# Task details
Hunt through the entries for the word "FieldOccupied" and copy each line in which it appears.
++++ Provided data ++++
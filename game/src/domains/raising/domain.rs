use serde::{Deserialize, Serialize};

use crate::building::StructureId;
use crate::collections::{Sequence, Shared};
use crate::economy::Produce;
use crate::Timestamp;

pub const MAX_WELLBEING: u8 = 100;

pub const SECONDS_PER_DAY: u64 = 24 * 60 * 60;

catalog_key!(AnimalKey {
    Cow => "cow" | "karve",
    Chicken => "chicken" | "vista",
    Pig => "pig" | "kiaule",
});

#[derive(Debug)]
pub struct AnimalKind {
    pub id: AnimalKey,
    pub name: String,
    pub cost: u32,
    /// Seconds between feedings.
    pub feed_interval: u64,
    pub experience: u32,
    pub icon: String,
    pub produce: Produce,
}

#[derive(Debug, Clone, Copy, PartialEq, Eq, Hash, PartialOrd, Ord, Serialize, Deserialize)]
pub struct AnimalId(pub usize);

#[derive(Debug, Clone)]
pub struct Animal {
    pub id: AnimalId,
    pub kind: Shared<AnimalKind>,
    pub barn: StructureId,
    pub name: Option<String>,
    /// Whole days since purchase, refreshed on feeding.
    pub age: u32,
    pub health: u8,
    pub happiness: u8,
    pub last_fed: Timestamp,
    pub created_at: Timestamp,
}

impl Animal {
    pub fn next_feeding(&self) -> Timestamp {
        self.last_fed.saturating_add(self.kind.feed_interval)
    }

    /// Engine never refuses feeding, callers use this to gate it.
    #[inline]
    pub fn can_feed(&self, now: Timestamp) -> bool {
        now >= self.next_feeding()
    }
}

#[derive(Default)]
pub struct RaisingDomain {
    pub animals_id: Sequence,
    pub animals: Vec<Animal>,
}

#[derive(Debug, Clone, PartialEq, Eq, Serialize, Deserialize)]
pub enum Raising {
    AnimalBought {
        id: AnimalId,
        barn: StructureId,
        kind: AnimalKey,
        name: Option<String>,
    },
    AnimalFed {
        id: AnimalId,
        age: u32,
        health: u8,
        happiness: u8,
        last_fed: Timestamp,
    },
}

#[derive(Debug, Clone, PartialEq, Eq, Serialize, Deserialize)]
pub enum RaisingError {
    AnimalNotFound { id: AnimalId },
    BarnFull { barn: StructureId, capacity: u32 },
    NotABarn { structure: StructureId },
}
use crate::planting::{Crop, PlantingDomain};

impl PlantingDomain {
    pub fn load_crops(&mut self, crops: Vec<Crop>) {
        for crop in &crops {
            self.crops_id.register(crop.id.0);
        }
        self.crops.extend(crops);
    }
}
use crate::building::StructureId;
use crate::collections::Shared;
use crate::planting::Planting::CropPlanted;
use crate::planting::PlantingError::FieldOccupied;
use crate::planting::{Crop, CropId, CropKind, Planting, PlantingDomain, PlantingError};
use crate::Timestamp;

impl PlantingDomain {
    pub fn plant_crop<'operation>(
        &'operation mut self,
        field: StructureId,
        kind: &Shared<CropKind>,
        now: Timestamp,
    ) -> Result<(CropId, impl FnOnce() -> Vec<Planting> + 'operation), PlantingError> {
        if let Some(crop) = self.crop_on(field) {
            return Err(FieldOccupied {
                field,
                crop: crop.id,
            });
        }
        let id = self.crops_id.introduce().one(CropId);
        let crop = Crop {
            id,
            kind: kind.clone(),
            field,
            planted_at: now,
            ready_at: now.saturating_add(kind.growth),
        };
        let operation = move || {
            let event = CropPlanted {
                id,
                field,
                kind: crop.kind.id,
                planted_at: crop.planted_at,
                ready_at: crop.ready_at,
            };
            self.crops_id.register(id.0);
            self.crops.push(crop);
            vec![event]
        };
        Ok((id, operation))
    }
}
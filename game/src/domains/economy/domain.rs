use serde::{Deserialize, Serialize};

use crate::collections::Shared;
use crate::Timestamp;

catalog_key!(ResourceKey {
    Grain => "grain" | "grudai",
    Fruit => "fruit" | "vaisiai",
    Milk => "milk" | "pienas",
    Eggs => "eggs" | "kiausiniai",
    Meat => "meat" | "mesa",
});

/// Market entry of a resource, prices are per unit.
#[derive(Debug)]
pub struct ResourceKind {
    pub id: ResourceKey,
    pub name: String,
    pub buy_price: u32,
    pub sell_price: u32,
}

#[derive(Debug, Clone)]
pub struct Produce {
    pub resource: Shared<ResourceKind>,
    pub amount: u32,
}

#[derive(Debug, Clone)]
pub struct Resource {
    pub kind: Shared<ResourceKind>,
    pub quantity: u32,
    pub updated_at: Timestamp,
}

/// Resource ledger of one farm.
#[derive(Default)]
pub struct EconomyDomain {
    pub currency: u32,
    pub resources: Vec<Resource>,
}

#[derive(Debug, Clone, PartialEq, Eq, Serialize, Deserialize)]
pub enum Economy {
    CurrencyChanged { balance: u32 },
    ResourceChanged { kind: ResourceKey, quantity: u32 },
}

#[derive(Debug, Clone, PartialEq, Eq, Serialize, Deserialize)]
pub enum EconomyError {
    InvalidAmount {
        amount: u32,
    },
    InsufficientResource {
        kind: ResourceKey,
        required: u32,
        available: u32,
    },
    InsufficientFunds {
        required: u32,
        available: u32,
    },
    QuantityOverflow {
        kind: Option<ResourceKey>,
    },
}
++++
# Answer space
use crate::planting::PlantingError::FieldOccupied;
            return Err(FieldOccupied {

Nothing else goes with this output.